With a spring in my step I decided to do some of the jobs I’ve been putting off for far too long, namely clear out the shed so that I won’t be buried by an avalanche of old pots whenever I open the door and to dust off my growing lights and hang them up in the greenhouse in preparation for sowing flowers and veggies.
I must be a candidate for the world’s most disorganised gardener. Much more interested in the job in hand, I’ll completely ignore any ideas of being tidy and throw compost, pots, seeds and tools every which way in an effort to do what I set out to do – whether it is pot up some cuttings or sow some seeds. Of course every time I do this the problem is compounded until it reaches the point where I can’t find anything and I either give up in a grump or go and buy something I already have, but can’t find in the chaos.

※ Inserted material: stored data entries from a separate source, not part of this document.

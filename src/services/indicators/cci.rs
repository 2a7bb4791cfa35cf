//! Commodity Channel Index (CCI) indicator.

use crate::error::Result;
use crate::services::indicators::{ensure_periods, Indicator};
use crate::services::rolling;
use crate::types::{Bar, IndicatorCategory, IndicatorOutput};

/// CCI (Commodity Channel Index) indicator.
///
/// CCI = (typical price - SMA(typical)) / (0.015 * mean absolute deviation).
/// Readings beyond +/-100 mark overbought / oversold conditions.
pub struct Cci {
    period: usize,
}

impl Default for Cci {
    fn default() -> Self {
        Self { period: 20 }
    }
}

impl Cci {
    const CONSTANT: f64 = 0.015;
}

impl Indicator for Cci {
    fn id(&self) -> &str {
        "cci"
    }

    fn name(&self) -> &str {
        "CCI (20)"
    }

    fn category(&self) -> IndicatorCategory {
        IndicatorCategory::Momentum
    }

    fn min_periods(&self) -> usize {
        self.period
    }

    fn calculate(&self, bars: &[Bar]) -> Result<IndicatorOutput> {
        ensure_periods(bars, self.min_periods())?;

        let typical: Vec<f64> = rolling::tail(bars, self.period)
            .iter()
            .map(Bar::typical_price)
            .collect();

        let value = match (rolling::mean(&typical), rolling::mean_abs_deviation(&typical)) {
            (Some(sma), Some(mad)) => {
                let current = typical[typical.len() - 1];
                rolling::safe_div(current - sma, Self::CONSTANT * mad)
            }
            _ => None,
        };

        Ok(IndicatorOutput::new().value("cci", value))
    }
}

#[cfg(test)]
mod tests {
    use super::*;

    fn create_uptrend_bars(count: usize) -> Vec<Bar> {
        (0..count)
            .map(|i| {
                let base = 100.0 + i as f64 * 1.5;
                Bar::new(i as i64, base, base + 2.0, base - 1.0, base + 1.0, 1000.0)
            })
            .collect()
    }

    fn create_downtrend_bars(count: usize) -> Vec<Bar> {
        (0..count)
            .map(|i| {
                let base = 200.0 - i as f64 * 1.5;
                Bar::new(i as i64, base, base + 1.0, base - 2.0, base - 1.0, 1000.0)
            })
            .collect()
    }

    #[test]
    fn test_cci_id_and_name() {
        let cci = Cci::default();
        assert_eq!(cci.id(), "cci");
        assert_eq!(cci.name(), "CCI (20)");
        assert_eq!(cci.min_periods(), 20);
    }

    #[test]
    fn test_cci_insufficient_data() {
        assert!(Cci::default().calculate(&create_uptrend_bars(19)).is_err());
    }

    #[test]
    fn test_cci_uptrend_positive() {
        let output = Cci::default().calculate(&create_uptrend_bars(40)).unwrap();
        assert!(output.values[0].1.unwrap() > 100.0);
    }

    #[test]
    fn test_cci_downtrend_negative() {
        let output = Cci::default().calculate(&create_downtrend_bars(40)).unwrap();
        assert!(output.values[0].1.unwrap() < -100.0);
    }
}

Well not now! It’s all clean and tidy with everything in its place and set for spring. I’ll appreciate it when the urgency to get everything sown in a few precious weekends takes over once again.
What has surprised me is just how much great stuff – and how much rubbish – I’ve accumulated in the two or three years since I last felt brave enough to tackle the mountain of ‘essentials’ I’ve crammed into one small shed. Now I can even get in there to shelter from the showers with a cup of tea. And I can shelve plans to buy another roll of ground cover fabric having found one unopened under a bench (no idea when I bought that!).
The best find of all? It was coming across an empty, nibbled packet of pea seeds and to find the peas carefully crammed into the fingers of one of my gardening gloves. Seems a resident mouse had been doing some tidying of its own!